Plain language summary

This study is part of a larger project exploring the experience of older adults living in residential long-term care (LTC) facilities around nutrition-related challenges (eg, refusing to eat, weight loss) in the final months of life. It is well known that residents experience more complex nutrition-related challenges with proximity to the end of life and that such challenges are associated with increased risk of death. Furthermore, LTC staff rely on observable signals, including nutrition-related challenges, to indicate that residents in their care are experiencing end-of-life decline and to reorient goals of care to emphasize comfort. As such, we carried out this study to identify how common nutrition-related challenges observed in residents may be leveraged to introduce comfort conversations between LTC staff, residents, and their family caregivers. To accomplish this, we performed an in-depth review of resident charts of 76 deceased LTC residents. In our review, we identified the point at which the LTC staff first noted a decline in the residents’ health that potentially indicated end-of-life decline. We took detailed notes of the circumstances surrounding the suspected decline and categorized the reasons given.

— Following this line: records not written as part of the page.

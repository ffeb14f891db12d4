//! Prompt templates for free-text debates.
//!
//! Each builder returns a `(system, user)` pair for a single chat-completion
//! call. Keep the JSON keys in [`REPORT_INSTRUCTIONS`] in sync with
//! `report::parse_report_response`.

use crate::debate::Sender;

/// Substituted for a rebuttal when the LLM call fails.
pub const FALLBACK_REBUTTAL: &str =
    "That's an interesting point, but I believe there are other perspectives to consider.";

/// Substituted for the opening statement when the LLM call fails.
pub const FALLBACK_OPENING: &str =
    "I'm ready to debate. Please present your opening argument.";

const REBUTTAL_INSTRUCTIONS: &str = "You are a sharp but respectful debate opponent. \
Argue only for your assigned position. Respond directly to the user's latest point, \
challenge its weakest assumption, and add one new argument. Reply in plain text, \
at most three sentences, with no preamble.";

const OPENING_INSTRUCTIONS: &str = "You are a sharp but respectful debate opponent. \
Open the debate with a short statement of your assigned position (two sentences at most) \
and invite the user to respond. Reply in plain text.";

const REPORT_INSTRUCTIONS: &str = "You are an impartial debate judge. Evaluate the USER's \
performance in the transcript. Reply with JSON only, no prose, in exactly this shape:
{\"overallAnalysis\": string, \"strengths\": string, \"improvements\": string, \
\"insights\": string, \"scores\": {\"argumentStrength\": 1-10, \"evidenceQuality\": 1-10, \
\"rebuttalEffectiveness\": 1-10, \"clarity\": 1-10}, \"winner\": \"user\" | \"ai\" | \"tie\"}";

/// One utterance of a free-text debate, oldest first.
#[derive(Debug, Clone, Copy)]
pub struct TranscriptLine<'a> {
    pub sender: Sender,
    pub content: &'a str,
}

/// Positions and topic shared by every prompt of one room.
#[derive(Debug, Clone, Copy)]
pub struct DebateFrame<'a> {
    pub topic: &'a str,
    pub user_position: &'a str,
    pub ai_position: &'a str,
}

fn render_transcript(lines: &[TranscriptLine<'_>]) -> String {
    if lines.is_empty() {
        return "(no messages yet)".to_string();
    }
    lines
        .iter()
        .map(|l| {
            let who = match l.sender {
                Sender::User => "USER",
                Sender::Ai => "AI",
            };
            format!("{who}: {}", l.content)
        })
        .collect::<Vec<_>>()
        .join("\n")
}

fn render_frame(frame: &DebateFrame<'_>) -> String {
    format!(
        "Topic: {}\nUser's position: {}\nYour position: {}",
        frame.topic, frame.user_position, frame.ai_position
    )
}

/// Prompt for the AI's opening statement at room creation.
pub fn opening_prompt(frame: &DebateFrame<'_>) -> (String, String) {
    (OPENING_INSTRUCTIONS.to_string(), render_frame(frame))
}

/// Prompt for the AI's rebuttal; `history` includes the newest user message.
pub fn rebuttal_prompt(frame: &DebateFrame<'_>, history: &[TranscriptLine<'_>]) -> (String, String) {
    let user = format!(
        "{}\n\nConversation so far:\n{}\n\nWrite your rebuttal.",
        render_frame(frame),
        render_transcript(history)
    );
    (REBUTTAL_INSTRUCTIONS.to_string(), user)
}

/// Prompt for the closing report of a free-text room.
pub fn report_prompt(frame: &DebateFrame<'_>, transcript: &[TranscriptLine<'_>]) -> (String, String) {
    let user = format!(
        "Topic: {}\nUser's position: {}\nAI's position: {}\n\nTranscript:\n{}",
        frame.topic,
        frame.user_position,
        frame.ai_position,
        render_transcript(transcript)
    );
    (REPORT_INSTRUCTIONS.to_string(), user)
}

#[cfg(test)]
mod tests {
    use super::*;

    fn frame() -> DebateFrame<'static> {
        DebateFrame {
            topic: "Four-day work week",
            user_position: "It raises productivity",
            ai_position: "It hurts service industries",
        }
    }

    #[test]
    fn rebuttal_prompt_carries_full_history() {
        let history = [
            TranscriptLine { sender: Sender::Ai, content: "Opening." },
            TranscriptLine { sender: Sender::User, content: "Pilots show gains." },
        ];
        let (system, user) = rebuttal_prompt(&frame(), &history);

        assert!(system.contains("assigned position"));
        assert!(user.contains("Four-day work week"));
        assert!(user.contains("AI: Opening.\nUSER: Pilots show gains."));
    }

    #[test]
    fn report_prompt_asks_for_json_keys() {
        let (system, user) = report_prompt(&frame(), &[]);
        for key in ["overallAnalysis", "argumentStrength", "winner"] {
            assert!(system.contains(key), "missing {key}");
        }
        assert!(user.contains("(no messages yet)"));
    }
}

Our study describes these documented reasons (ie, ‘signals’), which included seven nutrition-related challenges, only one of which (ie, swallowing difficulty) was associated with shorter time to death. From these findings, we can conclude that goals of care should be reassessed when LTC residents experience swallowing difficulty, while the other identified signals (eg, food refusal) may prompt LTC staff to initiate comfort-focused conversations despite uncertain imminence of death.

Disclosure

Dr Jill Morrison-Koechl reports personal fees from Schlegel-UW Research Institute for Aging, outside the submitted work. Professor Heather Keller is the endowed research chair for Schlegel-UW Research Institute For Aging, outside the submitted work. The authors report no other conflicts of interest in this work.

Additional information

Funding

This work was funded by the Canadian Institutes of Health Research (GSD-164141 to JMK).